Upgrade your earthing to meet and exceed post 1990 National Electrical code. Because that is the protection. Then connect every wire in every incoming cable short to that earth ground. Either directly (cable TV, satellite dish), or via a 'whole house' protector (AC electric, telephone). That you have what is installed even in munitions dumps to have protection that works.

Protection is always about where energy dissipates - which that obscene profit margin will not discuss. And a protector is only as effective as its short (ie 'less than 10 foot') connection to single point earth ground.

No magic box does protection. But magic boxes are most easily sold at 60 times more money to those who want to be scammed. You posted the URL. Read it. It does not even claim effective protection. But it certainly has a healthy profit margin.
 
Last edited:
JerryLove

JerryLove

Audioholic Ninja
Monster has a long history of identifying profitable markets. Monster sells an equivalent protector for $150. It also makes no numeric claims for protection.
You have a long history of such claims.

http://www.monstercable.com/lit/HTPS_7000_MKII_SIG.pdf
I picked on at random (near top-of-page) Page 33of the PDF

Total Energy Dissipation: 7200 Joules
Clamping Level: >360V @125A
Clamping Response Time: <1ns

Those look like claims and numbers to me.
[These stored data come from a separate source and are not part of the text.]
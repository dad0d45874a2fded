//! Token ownership for the poll loop.

use std::collections::HashMap;

use mio::Token;
use smoltcp::iface::SocketHandle;

use crate::stack::FlowKey;

/// 保留给 TUN 设备
pub const TUN_TOKEN: Token = Token(0);

/// 出站 socket 就绪事件的归属
#[derive(Debug, Clone, Copy, PartialEq, Eq)]
pub enum Owner {
    Tcp(SocketHandle),
    Udp(FlowKey),
}

#[derive(Debug, Default)]
pub struct EventRouter {
    owners: HashMap<Token, Owner>,
    next: usize,
}

impl EventRouter {
    pub fn new() -> Self {
        Self::default()
    }

    /// Hand out a token not currently in use. Never returns [`TUN_TOKEN`].
    pub fn allocate(&mut self, owner: Owner) -> Token {
        loop {
            self.next = if self.next >= usize::MAX - 1 { 1 } else { self.next + 1 };
            let token = Token(self.next);
            if !self.owners.contains_key(&token) {
                self.owners.insert(token, owner);
                return token;
            }
        }
    }

    pub fn owner(&self, token: Token) -> Option<Owner> {
        self.owners.get(&token).copied()
    }

    pub fn release(&mut self, token: Token) -> Option<Owner> {
        self.owners.remove(&token)
    }

    pub fn len(&self) -> usize {
        self.owners.len()
    }

    pub fn is_empty(&self) -> bool {
        self.owners.is_empty()
    }
}

#[cfg(test)]
mod tests {
    use super::*;

    fn udp(port: u16) -> Owner {
        Owner::Udp(FlowKey::new(
            format!("10.0.0.2:{}", port).parse().unwrap(),
            "10.0.0.1:53".parse().unwrap(),
        ))
    }

    #[test]
    fn tokens_start_after_tun() {
        let mut router = EventRouter::new();
        let a = router.allocate(udp(1));
        let b = router.allocate(udp(2));
        assert_ne!(a, TUN_TOKEN);
        assert_ne!(a, b);
        assert_eq!(router.owner(a), Some(udp(1)));
        assert_eq!(router.len(), 2);
    }

    #[test]
    fn release_forgets_owner() {
        let mut router = EventRouter::new();
        let a = router.allocate(udp(1));
        assert_eq!(router.release(a), Some(udp(1)));
        assert_eq!(router.owner(a), None);
        assert!(router.is_empty());
        assert_eq!(router.release(a), None);
    }

    #[test]
    fn wraparound_skips_live_tokens() {
        let mut router = EventRouter::new();
        let first = router.allocate(udp(1));
        router.next = usize::MAX - 1;
        let wrapped = router.allocate(udp(2));
        assert_ne!(wrapped, first);
        assert_ne!(wrapped, TUN_TOKEN);
        assert_eq!(router.owner(first), Some(udp(1)));
    }
}
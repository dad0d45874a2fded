//! DNS-over-TCP: UDP DNS queries carried over one TCP connection to the
//! resolver, each message prefixed with its 16-bit length (RFC 1035 4.2.2).
//!
//! From the relay's point of view this is a datagram socket: `send` takes
//! one whole query and `recv` yields one whole response.

use std::io;
use std::net::{Shutdown, SocketAddr};
use std::rc::Rc;

use bytes::{Buf, BufMut, BytesMut};
use tracing::debug;

use super::interest::Registration;
use super::stream::TcpChannel;
use super::{Ready, SocketOps};
use crate::common::error::log_sock_error;
use crate::common::Dialer;

/// 从 `buf` 中取出一个完整帧
pub(crate) fn take_frame(buf: &mut BytesMut) -> Option<BytesMut> {
    if buf.len() < 2 {
        return None;
    }
    let len = u16::from_be_bytes([buf[0], buf[1]]) as usize;
    if buf.len() < 2 + len {
        return None;
    }
    buf.advance(2);
    Some(buf.split_to(len))
}

pub(crate) fn put_frame(buf: &mut BytesMut, msg: &[u8]) -> io::Result<()> {
    let len = u16::try_from(msg.len())
        .map_err(|_| io::Error::new(io::ErrorKind::InvalidInput, "dns message exceeds 65535 bytes"))?;
    buf.reserve(2 + msg.len());
    buf.put_u16(len);
    buf.put_slice(msg);
    Ok(())
}

pub struct DnsOverTcp {
    ch: TcpChannel,
    resolver: Option<SocketAddr>,
    out: BytesMut,
    input: BytesMut,
}

impl DnsOverTcp {
    pub fn new(reg: Registration, dialer: Rc<Dialer>) -> Self {
        Self {
            ch: TcpChannel::new(reg, dialer),
            resolver: None,
            out: BytesMut::new(),
            input: BytesMut::new(),
        }
    }

    fn flush_out(&mut self) -> io::Result<()> {
        while !self.out.is_empty() {
            match self.ch.write(&self.out) {
                Ok(0) => return Err(io::ErrorKind::WriteZero.into()),
                Ok(n) => self.out.advance(n),
                Err(e) if e.kind() == io::ErrorKind::WouldBlock => break,
                Err(e) if e.kind() == io::ErrorKind::Interrupted => {}
                Err(e) => return Err(e),
            }
        }
        let want = if self.out.is_empty() { Ready::empty() } else { Ready::WRITABLE };
        self.ch.set_internal(want);
        Ok(())
    }

    fn poll_open(&mut self, ready: Ready) -> io::Result<bool> {
        if !self.ch.poll_connect(ready)? {
            return Ok(false);
        }
        self.ch.open()?;
        self.ch.set_internal(Ready::empty());
        Ok(true)
    }
}

impl SocketOps for DnsOverTcp {
    fn connect(&mut self, target: SocketAddr) -> io::Result<()> {
        self.resolver = Some(target);
        self.ch.connect(target)
    }

    fn recv(&mut self, buf: &mut [u8]) -> io::Result<usize> {
        let mut chunk = [0u8; 4096];
        loop {
            if let Some(frame) = take_frame(&mut self.input) {
                let n = frame.len().min(buf.len());
                buf[..n].copy_from_slice(&frame[..n]);
                return Ok(n);
            }
            match self.ch.read(&mut chunk) {
                Ok(0) => return Err(io::ErrorKind::UnexpectedEof.into()),
                Ok(n) => self.input.extend_from_slice(&chunk[..n]),
                Err(e) if e.kind() == io::ErrorKind::Interrupted => {}
                Err(e) => return Err(e),
            }
        }
    }

    fn send(&mut self, buf: &[u8]) -> io::Result<usize> {
        if !self.ch.is_open() {
            return Err(io::ErrorKind::WouldBlock.into());
        }
        self.flush_out()?;
        if !self.out.is_empty() {
            return Err(io::ErrorKind::WouldBlock.into());
        }
        put_frame(&mut self.out, buf)?;
        self.flush_out()?;
        Ok(buf.len())
    }

    fn shutdown(&mut self, _how: Shutdown) -> io::Result<()> {
        Ok(())
    }

    fn evctl(&mut self, interest: Ready, enabled: bool) {
        self.ch.evctl(interest, enabled);
    }

    fn interest(&self) -> Ready {
        self.ch.interest()
    }

    fn handle_event(&mut self, ready: Ready) -> Ready {
        if !self.ch.is_open() {
            return match self.poll_open(ready) {
                Ok(true) => {
                    debug!(resolver = ?self.resolver, "dns-over-tcp connected");
                    Ready::IO
                }
                Ok(false) => Ready::empty(),
                Err(e) => {
                    log_sock_error("dns-over-tcp connect", &e);
                    Ready::ERROR
                }
            };
        }
        if ready.contains(Ready::WRITABLE) && !self.out.is_empty() {
            if let Err(e) = self.flush_out() {
                log_sock_error("dns-over-tcp write", &e);
                return Ready::ERROR;
            }
        }
        ready
    }

    fn destroy(&mut self) {
        self.ch.destroy();
        self.out.clear();
        self.input.clear();
    }

    fn name(&self) -> &'static str {
        "dns-over-tcp"
    }
}

impl Drop for DnsOverTcp {
    fn drop(&mut self) {
        self.destroy();
    }
}

#[cfg(test)]
mod tests {
    use super::*;

    #[test]
    fn frames_are_length_prefixed() {
        let mut buf = BytesMut::new();
        put_frame(&mut buf, b"abc").unwrap();
        assert_eq!(&buf[..], &[0, 3, b'a', b'b', b'c']);
    }

    #[test]
    fn take_frame_waits_for_whole_message() {
        let mut buf = BytesMut::new();
        buf.extend_from_slice(&[0, 4, 1, 2]);
        assert!(take_frame(&mut buf).is_none());
        buf.extend_from_slice(&[3, 4, 0, 1]);
        assert_eq!(&take_frame(&mut buf).unwrap()[..], &[1, 2, 3, 4]);
        // the next frame header stays buffered
        assert_eq!(&buf[..], &[0, 1]);
        assert!(take_frame(&mut buf).is_none());
    }

    #[test]
    fn oversized_message_rejected() {
        let mut buf = BytesMut::new();
        let big = vec![0u8; 65536];
        assert_eq!(put_frame(&mut buf, &big).unwrap_err().kind(), io::ErrorKind::InvalidInput);
        assert!(buf.is_empty());
    }
}
// Suppress style lints that fight the lwIP-shaped callback surface.
#![allow(
    clippy::new_without_default,
    clippy::len_without_is_empty,
    clippy::too_many_arguments,
    clippy::manual_div_ceil
)]

pub mod app;
pub mod common;
pub mod config;
pub mod relay;
pub mod sock;
pub mod stack;
pub mod tun;
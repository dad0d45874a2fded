//! TCP connection relay.
//!
//! Client → remote: segments delivered by the stack are queued in
//! `recv_queue` and written to the outbound socket; the stack's receive
//! window is reopened only for bytes the socket accepted.
//!
//! Remote → client: reads are sized by the stack's send buffer headroom
//! and kept in `send_queue` until acknowledged. When the headroom runs out
//! read interest is dropped and only re-armed once acknowledgments bring it
//! back above `TCP_SNDLOWAT`. An orderly hangup seen while reads are
//! paused is held until the remote bytes still buffered in the socket have
//! been relayed.

use std::io;
use std::net::{Shutdown, SocketAddr};

use bytes::BytesMut;
use tracing::{debug, trace};

use crate::common::error::{fatal, log_sock_error};
use crate::sock::{Ready, SocketOps};
use crate::stack::{SegmentChain, StackError, TcpPcb, TCP_SNDLOWAT, TCP_SND_QUEUELEN};

/// 协议栈发送队列中预留的空闲段数
const QUEUE_SLACK: usize = 4;

#[derive(Debug, Clone, Copy, PartialEq, Eq)]
pub enum RelayState {
    /// 出站连接建立中或握手中
    Attaching,
    Relaying,
    /// Client sent FIN; outbound write side shut.
    HalfClosedLocal,
    /// Outbound EOF; stack transmit side shut.
    HalfClosedRemote,
    Closed,
}

pub struct TcpConnection {
    local: SocketAddr,
    socket: Option<Box<dyn SocketOps>>,
    /// 客户端数据，出站 socket 尚未接收
    recv_queue: SegmentChain,
    /// 已写入协议栈、尚未被确认的数据
    send_queue: SegmentChain,
    state: RelayState,
    /// Outbound write shutdown waiting for `recv_queue` to drain.
    fin_pending: bool,
    remote_eof: bool,
    /// 因协议栈发送缓冲区满而暂停读取
    read_paused: bool,
    /// 出站连接已挂断，等待剩余数据读完再关闭
    hup_pending: bool,
}

impl TcpConnection {
    pub fn new(local: SocketAddr) -> Self {
        Self {
            local,
            socket: None,
            recv_queue: SegmentChain::new(),
            send_queue: SegmentChain::new(),
            state: RelayState::Attaching,
            fin_pending: false,
            remote_eof: false,
            read_paused: false,
            hup_pending: false,
        }
    }

    pub fn local(&self) -> SocketAddr {
        self.local
    }

    pub fn state(&self) -> RelayState {
        self.state
    }

    pub fn is_attached(&self) -> bool {
        self.socket.is_some()
    }

    pub fn socket_mut(&mut self) -> Option<&mut (dyn SocketOps + 'static)> {
        self.socket.as_deref_mut()
    }

    pub fn recv_queued(&self) -> usize {
        self.recv_queue.tot_len()
    }

    pub fn send_queued(&self) -> usize {
        self.send_queue.tot_len()
    }

    pub fn on_connection_new<P: TcpPcb>(&mut self, pcb: &mut P) {
        pcb.set_nodelay(true);
    }

    /// 挂载出站 socket 并开始监听可读
    pub fn attach(&mut self, mut socket: Box<dyn SocketOps>) {
        socket.evctl(Ready::READABLE, true);
        debug!(local = %self.local, backend = socket.name(), "tcp relay attached");
        self.socket = Some(socket);
        self.state = RelayState::Attaching;
    }

    /// 出站 socket 打开失败
    pub fn on_attach_failed<P: TcpPcb>(&mut self, pcb: &mut P) {
        self.socket = None;
        self.state = RelayState::Closed;
        pcb.abort();
    }

    pub fn on_data_from_stack<P: TcpPcb>(&mut self, pcb: &mut P, chain: SegmentChain) {
        if self.socket.is_none() {
            trace!(local = %self.local, len = chain.tot_len(), "data for detached relay");
            pcb.abort();
            self.state = RelayState::Closed;
            return;
        }
        pcb.ack_now();
        self.recv_queue.cat(chain);
        self.flush(pcb);
    }

    /// Readiness already filtered through the socket's handshake and the
    /// armed interest.
    pub fn on_socket_event<P: TcpPcb>(&mut self, pcb: &mut P, ready: Ready) {
        if self.socket.is_none() || ready.is_empty() {
            return;
        }
        if ready.contains(Ready::ERROR) {
            self.teardown(pcb, true);
            return;
        }
        if self.state == RelayState::Attaching {
            self.state = RelayState::Relaying;
        }
        if ready.contains(Ready::READABLE) {
            self.on_socket_readable(pcb);
        }
        if ready.contains(Ready::WRITABLE) {
            self.flush(pcb);
        }
        if ready.contains(Ready::HUP) {
            self.hup_pending = true;
        }
        self.finish_hangup(pcb);
    }

    /// Close once a pending hangup has nothing left to deliver.
    fn finish_hangup<P: TcpPcb>(&mut self, pcb: &mut P) {
        if !self.hup_pending || (self.read_paused && !self.remote_eof) {
            return;
        }
        self.hup_pending = false;
        self.teardown(pcb, false);
    }

    fn on_socket_readable<P: TcpPcb>(&mut self, pcb: &mut P) {
        let Some(socket) = self.socket.as_mut() else {
            return;
        };
        loop {
            let sndbuf = pcb.sndbuf();
            if sndbuf == 0 || pcb.sndqueuelen() + QUEUE_SLACK >= TCP_SND_QUEUELEN {
                trace!(local = %self.local, sndbuf, "stack send buffer full, pausing reads");
                socket.evctl(Ready::READABLE, false);
                self.read_paused = true;
                return;
            }

            let mut buf = BytesMut::zeroed(pcb.mss().min(sndbuf));
            match socket.recv(&mut buf) {
                Ok(0) => {
                    debug!(local = %self.local, "outbound eof");
                    self.remote_eof = true;
                    pcb.shutdown_tx();
                    socket.evctl(Ready::READABLE, false);
                    self.state = match self.state {
                        RelayState::HalfClosedLocal => RelayState::Closed,
                        _ => RelayState::HalfClosedRemote,
                    };
                    return;
                }
                Ok(n) => {
                    buf.truncate(n);
                    let seg = buf.freeze();
                    match pcb.write(&seg) {
                        Ok(()) => {
                            self.send_queue.push(seg);
                            pcb.output();
                        }
                        Err(StackError::NotConnected) => {
                            debug!(local = %self.local, state = %pcb.state(), "stack side no longer writable");
                            socket.evctl(Ready::READABLE, false);
                            return;
                        }
                        // 按 sndbuf 取数，协议栈不会拒绝
                        Err(_) => fatal("tcp relay write"),
                    }
                }
                Err(e) if e.kind() == io::ErrorKind::WouldBlock => {
                    socket.evctl(Ready::READABLE, true);
                    return;
                }
                Err(e) if e.kind() == io::ErrorKind::Interrupted => {}
                Err(e) => {
                    log_sock_error("tcp relay recv", &e);
                    socket.evctl(Ready::READABLE, false);
                    return;
                }
            }
        }
    }

    pub fn on_stack_acked<P: TcpPcb>(&mut self, pcb: &mut P, len: usize) {
        self.send_queue.free_header(len.min(self.send_queue.tot_len()));
        if self.remote_eof {
            return;
        }
        let Some(socket) = self.socket.as_mut() else {
            return;
        };
        if !socket.interest().contains(Ready::READABLE)
            && pcb.state().can_send()
            && pcb.sndbuf() > TCP_SNDLOWAT
        {
            trace!(local = %self.local, sndbuf = pcb.sndbuf(), "resuming reads");
            socket.evctl(Ready::READABLE, true);
            self.read_paused = false;
            if self.hup_pending {
                // 挂断后不会再有读就绪事件，直接读
                self.on_socket_readable(pcb);
                self.finish_hangup(pcb);
            }
        }
    }

    /// 将排队的客户端数据写入出站 socket
    fn flush<P: TcpPcb>(&mut self, pcb: &mut P) {
        let Some(socket) = self.socket.as_mut() else {
            return;
        };
        loop {
            let Some(front) = self.recv_queue.front() else {
                socket.evctl(Ready::WRITABLE, false);
                break;
            };
            let len = front.len();
            match socket.send(front) {
                Ok(n) => {
                    self.recv_queue.free_header(n);
                    pcb.recved(n);
                    if n < len {
                        socket.evctl(Ready::WRITABLE, true);
                        return;
                    }
                }
                Err(e) if e.kind() == io::ErrorKind::WouldBlock => {
                    socket.evctl(Ready::WRITABLE, true);
                    return;
                }
                Err(e) if e.kind() == io::ErrorKind::Interrupted => {}
                Err(e) => {
                    log_sock_error("tcp relay send", &e);
                    socket.evctl(Ready::WRITABLE, false);
                    return;
                }
            }
        }
        if self.fin_pending {
            self.fin_pending = false;
            if let Err(e) = socket.shutdown(Shutdown::Write) {
                log_sock_error("tcp relay shutdown", &e);
            }
        }
    }

    /// 客户端发送了 FIN
    pub fn on_stack_closed(&mut self) {
        let Some(socket) = self.socket.as_mut() else {
            return;
        };
        self.state = match self.state {
            RelayState::HalfClosedRemote => RelayState::Closed,
            _ => RelayState::HalfClosedLocal,
        };
        if self.recv_queue.is_empty() {
            if let Err(e) = socket.shutdown(Shutdown::Write) {
                log_sock_error("tcp relay shutdown", &e);
            }
        } else {
            self.fin_pending = true;
        }
    }

    /// The control block vanished underneath the relay. No stack calls.
    pub fn on_stack_reset(&mut self) {
        if let Some(mut socket) = self.socket.take() {
            debug!(local = %self.local, "tcp relay reset by stack");
            socket.destroy();
        }
        self.recv_queue.clear();
        self.send_queue.clear();
        self.state = RelayState::Closed;
    }

    /// Release the socket, then abort or close the control block. Only the
    /// first call has an effect.
    pub fn teardown<P: TcpPcb>(&mut self, pcb: &mut P, abort: bool) {
        let Some(mut socket) = self.socket.take() else {
            return;
        };
        socket.destroy();
        debug!(local = %self.local, abort, state = ?self.state, "tcp relay teardown");
        self.hup_pending = false;
        self.read_paused = false;
        self.recv_queue.clear();
        self.state = RelayState::Closed;
        if abort {
            self.send_queue.clear();
            pcb.abort();
        } else {
            pcb.close();
        }
    }
}

impl Drop for TcpConnection {
    fn drop(&mut self) {
        if let Some(mut socket) = self.socket.take() {
            socket.destroy();
        }
    }
}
Since you seem to not know what those things are: here's a simple guide to surge suppression:
http://www.wisconsinpublicservice.com/business/surge_suppression.aspx

Lowes sells an effective solution for less than $50 under the Cutler-Hammer (Eaton) name. That means protection even from direct lightning strikes for about $1 per protected appliance.
But will it survive your own disproof?

http://www.lowes.com/SearchCatalogDisplay?storeId=10151&langId=-1&catalogId=10051&N=0&newSearch=true&Ntt=eaton

"Show us where it even claims to do any surge protection."